SUPREME COURT OF CANADA
Citation: R. v. Wiles,  3 S.C.R. 895, 2005 SCC 84
Philip Neil Wiles
Her Majesty The Queen
Attorney General of Ontario
Coram: McLachlin C.J. and Major, Bastarache, Binnie, LeBel, Deschamps, Fish, Abella and Charron JJ.
Reasons for Judgment:
(paras. 1 to 11)
Charron J. (McLachlin C.J. and Major, Bastarache, Binnie, LeBel, Deschamps, Fish and Abella JJ. concurring)
Appeal heard and judgment rendered: October 11, 2005
Reasons delivered: December 22, 2005
R. v. Wiles,  3 S.C.R. 895, 2005 SCC 84
Philip Neil Wiles Appellant
Her Majesty The Queen Respondent
Attorney General of Ontario Intervener
Indexed as: R. v. Wiles
Neutral citation: 2005 SCC 84.
File No.: 30199.
Hearing and judgment: October 11, 2005.
Reasons delivered: December 22, 2005.
Present: McLachlin C.J. and Major, Bastarache, Binnie, LeBel, Deschamps, Fish, Abella and Charron JJ.

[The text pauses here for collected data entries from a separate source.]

//! Snooker game: two players, Rapier2D table physics, pot animations and
//! rest-based turn changes.

use std::collections::VecDeque;

use glam::Vec2;
use rand::SeedableRng;
use rand_pcg::Pcg32;

use baize_engine::{
    EngineContext, EntityId, Game, GameConfig, GameEvent, InputEvent, InputQueue, RenderContext,
    RenderInstance,
};

use crate::config::{self, SnookerConfig};
use crate::error::SnookerError;
use crate::pots::PotEngine;
use crate::rack::LayoutMode;
use crate::registry::BallRegistry;
use crate::shot::{AimLine, ShotAction, ShotController};
use crate::table::TableLayout;
use crate::turn::{is_table_at_rest, MatchState, Players, RestDetector};

/// Custom commands from the host UI
pub mod events {
    pub const RESET: u32 = 1;
}

/// Game event kinds to the host
pub mod game_events {
    /// a = active player index
    pub const TURN: f32 = 1.0;
    /// a = power, b = max power
    pub const POWER: f32 = 2.0;
    /// a = 1 when the cue ball is in play
    pub const CUE_IN_PLAY: f32 = 3.0;
    /// a = reds still on the table
    pub const REDS_REMAINING: f32 = 4.0;
    /// a = layout index, b = challenge level
    pub const LAYOUT: f32 = 5.0;
}

pub const RESET_MESSAGE: &str = "Game Reset! Challenge Mode selected.";

/// Last values sent to the host, so events only go out on change.
#[derive(Debug, Default, Clone, Copy, PartialEq)]
struct HudState {
    turn: Option<usize>,
    power: Option<f32>,
    cue_in_play: Option<bool>,
    reds: Option<usize>,
    layout: Option<(u32, u32)>,
}

pub struct SnookerGame {
    config: SnookerConfig,
    table: TableLayout,
    registry: BallRegistry,
    shot: ShotController,
    pots: PotEngine,
    state: MatchState,
    rest: RestDetector,
    rng: Pcg32,
    /// Recent cue ball positions, oldest first.
    trail: VecDeque<Vec2>,
    cue_pos: Option<Vec2>,
    hud: HudState,
}

impl SnookerGame {
    /// Build with the config staged by the host, or the defaults.
    pub fn new() -> Self {
        Self::with_config(config::take_staged().unwrap_or_default())
    }

    pub fn with_config(config: SnookerConfig) -> Self {
        let table = TableLayout::new(&config);
        Self {
            registry: BallRegistry::new(&config, &table),
            shot: ShotController::new(&config),
            pots: PotEngine::new(&config),
            state: MatchState::default(),
            rest: RestDetector::default(),
            rng: Pcg32::seed_from_u64(config.seed),
            trail: VecDeque::with_capacity(config.cue_trail_len),
            cue_pos: None,
            hud: HudState::default(),
            table,
            config,
        }
    }

    pub fn state(&self) -> &MatchState {
        &self.state
    }

    pub fn registry(&self) -> &BallRegistry {
        &self.registry
    }

    pub fn table(&self) -> &TableLayout {
        &self.table
    }

    pub fn shot(&self) -> &ShotController {
        &self.shot
    }

    pub fn power(&self) -> f32 {
        self.shot.power()
    }

    pub fn turn_label(&self) -> String {
        self.state.turn_label()
    }

    pub fn trail(&self) -> impl Iterator<Item = &Vec2> {
        self.trail.iter()
    }

    pub fn aim_line(&self, ctx: &EngineContext) -> Option<AimLine> {
        let cue = self.registry.cue_id()?;
        let pos = ctx.scene.get(cue)?.pos;
        self.shot.aim_line(pos)
    }

    /// Restart the layout generator. Affects the next random rack.
    pub fn reseed(&mut self, seed: u64) {
        self.rng = Pcg32::seed_from_u64(seed);
    }

    /// Validate the names and start a fresh match on the triangle layout.
    /// Invalid names leave everything untouched.
    pub fn start_match(
        &mut self,
        ctx: &mut EngineContext,
        first: &str,
        second: &str,
    ) -> Result<(), SnookerError> {
        let players = Players::new(first, second)?;
        self.state = MatchState {
            players: Some(players),
            ..MatchState::default()
        };
        self.pots.cancel_all(ctx, &mut self.registry);
        self.shot.reset();
        self.rest.reset();
        self.trail.clear();
        self.registry.respawn_cue_ball(ctx, self.table.cue_start());
        self.rack(ctx);
        let label = self.state.turn_label();
        ctx.post_message(label);
        Ok(())
    }

    /// Back to level one of the challenge layout with a clean foul tracker.
    pub fn reset_game(&mut self, ctx: &mut EngineContext) {
        self.state.level = 1;
        self.state.mode = LayoutMode::Challenge;
        self.pots.cancel_all(ctx, &mut self.registry);
        self.shot.reset();
        self.rest.reset();
        self.rack(ctx);
        self.state.cue_in_play = true;
        self.state.last_colored = None;
        ctx.post_message(RESET_MESSAGE);
    }

    pub fn select_layout(&mut self, ctx: &mut EngineContext, mode: LayoutMode) {
        self.state.mode = mode;
        ctx.post_message(mode.selected_message());
        self.pots.cancel_all(ctx, &mut self.registry);
        self.rack(ctx);
    }

    fn rack(&mut self, ctx: &mut EngineContext) {
        let (mode, level) = (self.state.mode, self.state.level);
        self.registry
            .spawn_rack(ctx, mode, level, &mut self.rng, &self.table);
    }

    fn cue_id(&mut self, ctx: &mut EngineContext) -> EntityId {
        match self.registry.cue_id() {
            Some(id) if ctx.scene.contains(id) => id,
            _ => self.registry.respawn_cue_ball(ctx, self.table.cue_start()),
        }
    }

    fn handle_input(&mut self, ctx: &mut EngineContext, event: &InputEvent) {
        if !self.state.started() {
            return;
        }
        match *event {
            InputEvent::Key { key } => {
                if let Some(mode) = LayoutMode::from_key(key) {
                    self.select_layout(ctx, mode);
                }
            }
            InputEvent::Command { kind } => match kind {
                events::RESET => self.reset_game(ctx),
                other => log::debug!("unknown command {}", other),
            },
            InputEvent::PointerDown { x, y } => {
                let cue = self.cue_id(ctx);
                self.shot
                    .pointer_down(ctx, cue, Vec2::new(x, y), &mut self.state.cue_in_play);
            }
            InputEvent::PointerMove { x, y } => {
                let cue = self.cue_id(ctx);
                self.shot
                    .pointer_move(ctx, cue, &self.table, Vec2::new(x, y), self.state.cue_in_play);
            }
            InputEvent::PointerUp { x, y } => {
                let cue = self.cue_id(ctx);
                let action = self.shot.pointer_up(
                    ctx,
                    cue,
                    &self.table,
                    Vec2::new(x, y),
                    &mut self.state.cue_in_play,
                );
                if let ShotAction::Placed(_) = action {
                    self.trail.clear();
                }
            }
        }
    }

    fn finish_pot_animations(&mut self, ctx: &mut EngineContext) {
        let done = ctx.tick_tweens(ctx.dt());
        if !self.pots.complete(ctx, &mut self.registry, &done) {
            return;
        }
        if self.state.mode == LayoutMode::Challenge {
            self.state.level += 1;
            log::info!("challenge cleared, level {}", self.state.level);
        } else {
            log::info!("all reds potted, re-racking");
        }
        let (mode, level) = (self.state.mode, self.state.level);
        self.registry
            .spawn_reds(ctx, mode, level, &mut self.rng, &self.table);
    }

    fn report_cue_contacts(&self, ctx: &mut EngineContext) {
        let Some(cue) = self.registry.cue_id() else {
            return;
        };
        let labels: Vec<&'static str> = ctx
            .collisions()
            .iter()
            .filter(|pair| pair.started)
            .filter_map(|pair| pair.other(cue))
            .filter_map(|other| self.registry.kind_of(other))
            .map(|kind| kind.contact_label())
            .collect();
        for label in labels {
            ctx.post_message(format!("Cue ball collided with {}", label));
        }
    }

    /// Hand the turn over once the table settles after a shot, or stop
    /// everything if it never does.
    fn advance_turn(&mut self, ctx: &mut EngineContext) {
        let timed_out = self.shot.tick(ctx.dt());
        let waiting = self.shot.is_resolving() || (self.shot.is_idle() && !self.state.cue_in_play);
        if !waiting {
            self.rest.reset();
            return;
        }

        if timed_out {
            log::warn!(
                "shot still moving after {}s, stopping all balls",
                self.config.max_shot_seconds
            );
            let ids: Vec<_> = self.registry.balls().filter(|b| !b.pocketed).map(|b| b.id).collect();
            for id in ids {
                ctx.set_velocity(id, Vec2::ZERO);
                ctx.set_angular_velocity(id, 0.0);
            }
        } else {
            let at_rest = !self.pots.has_pending()
                && is_table_at_rest(ctx, &self.registry, self.config.rest_speed);
            if !self.rest.observe(at_rest) {
                return;
            }
        }

        let label = self.state.end_turn();
        self.shot.finish();
        self.rest.reset();
        if !label.is_empty() {
            ctx.post_message(label);
        }
    }

    fn track_cue_trail(&mut self, ctx: &EngineContext) {
        self.cue_pos = self
            .registry
            .cue_id()
            .and_then(|id| ctx.scene.get(id))
            .map(|e| e.pos);
        let Some(pos) = self.cue_pos else {
            return;
        };
        if self.trail.back().is_some_and(|last| last.distance(pos) < 0.5) {
            return;
        }
        self.trail.push_back(pos);
        while self.trail.len() > self.config.cue_trail_len {
            self.trail.pop_front();
        }
    }

    fn emit_hud_events(&mut self, ctx: &mut EngineContext) {
        let now = HudState {
            turn: self.state.started().then_some(self.state.active),
            power: Some(self.shot.power()),
            cue_in_play: Some(self.state.cue_in_play),
            reds: Some(self.registry.active_red_count()),
            layout: Some((self.state.mode.index(), self.state.level)),
        };
        if now.turn != self.hud.turn {
            if let Some(active) = now.turn {
                ctx.emit_event(GameEvent::new(game_events::TURN, active as f32));
            }
        }
        if now.power != self.hud.power {
            ctx.emit_event(
                GameEvent::new(game_events::POWER, self.shot.power()).with_b(self.shot.max_power()),
            );
        }
        if now.cue_in_play != self.hud.cue_in_play {
            let flag = if self.state.cue_in_play { 1.0 } else { 0.0 };
            ctx.emit_event(GameEvent::new(game_events::CUE_IN_PLAY, flag));
        }
        if now.reds != self.hud.reds {
            ctx.emit_event(GameEvent::new(
                game_events::REDS_REMAINING,
                self.registry.active_red_count() as f32,
            ));
        }
        if now.layout != self.hud.layout {
            ctx.emit_event(
                GameEvent::new(game_events::LAYOUT, self.state.mode.index() as f32)
                    .with_b(self.state.level as f32),
            );
        }
        self.hud = now;
    }
}

impl Default for SnookerGame {
    fn default() -> Self {
        Self::new()
    }
}

impl Game for SnookerGame {
    fn config(&self) -> GameConfig {
        GameConfig {
            fixed_dt: 1.0 / 60.0,
            world_width: self.config.canvas_width,
            world_height: self.config.canvas_height,
            max_instances: 256 + self.config.cue_trail_len,
            max_events: 32,
            physics_substeps: self.config.physics_substeps,
            ..GameConfig::default()
        }
    }

    fn init(&mut self, ctx: &mut EngineContext) {
        for (id, kind) in self.table.spawn_bodies(ctx, &self.config) {
            self.registry.register_fixture(id, kind);
        }
        self.registry.respawn_cue_ball(ctx, self.table.cue_start());
        self.rack(ctx);
        log::info!("snooker: table ready, waiting for players");
    }

    fn update(&mut self, ctx: &mut EngineContext, input: &InputQueue) {
        for event in input.iter() {
            self.handle_input(ctx, event);
        }

        self.finish_pot_animations(ctx);
        self.report_cue_contacts(ctx);
        self.pots
            .detect(ctx, &mut self.registry, &self.table, &mut self.state);
        self.pots
            .check_escaped(ctx, &mut self.registry, &self.table, &mut self.state);
        self.advance_turn(ctx);
        self.track_cue_trail(ctx);
        self.emit_hud_events(ctx);
    }

    /// Flame trail behind the cue ball: red at the tail, yellow at the head.
    fn render(&self, ctx: &mut RenderContext) {
        let n = self.trail.len();
        if n == 0 {
            return;
        }
        let radius = self.registry.ball_radius();
        for (i, pos) in self.trail.iter().enumerate() {
            if self.cue_pos.is_some_and(|cue| cue.distance(*pos) < radius) {
                continue;
            }
            let t = (i + 1) as f32 / n as f32;
            let instance = RenderInstance {
                x: pos.x,
                y: pos.y,
                radius: radius * (0.3 + 0.5 * t),
                rotation: 0.0,
                r: 1.0,
                g: t,
                b: 0.0,
                alpha: 0.6 * t,
            };
            if !ctx.render_buffer.push(instance) {
                break;
            }
        }
    }
}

on appeal from the court of appeal for nova scotia
Constitutional law — Charter of Rights — Cruel and unusual punishment — Mandatory firearms prohibition — Production of cannabis — Criminal Code providing for mandatory firearms prohibition order upon conviction for offence of production of cannabis — Whether mandatory firearms prohibition order constitutes cruel and unusual punishment — Canadian Charter of Rights and Freedoms, s. 12 — Criminal Code, R.S.C. 1985, c. C‑46, s. 109(1)(c) — Controlled Drugs and Substances Act, S.C. 1996, c. 19, s. 7.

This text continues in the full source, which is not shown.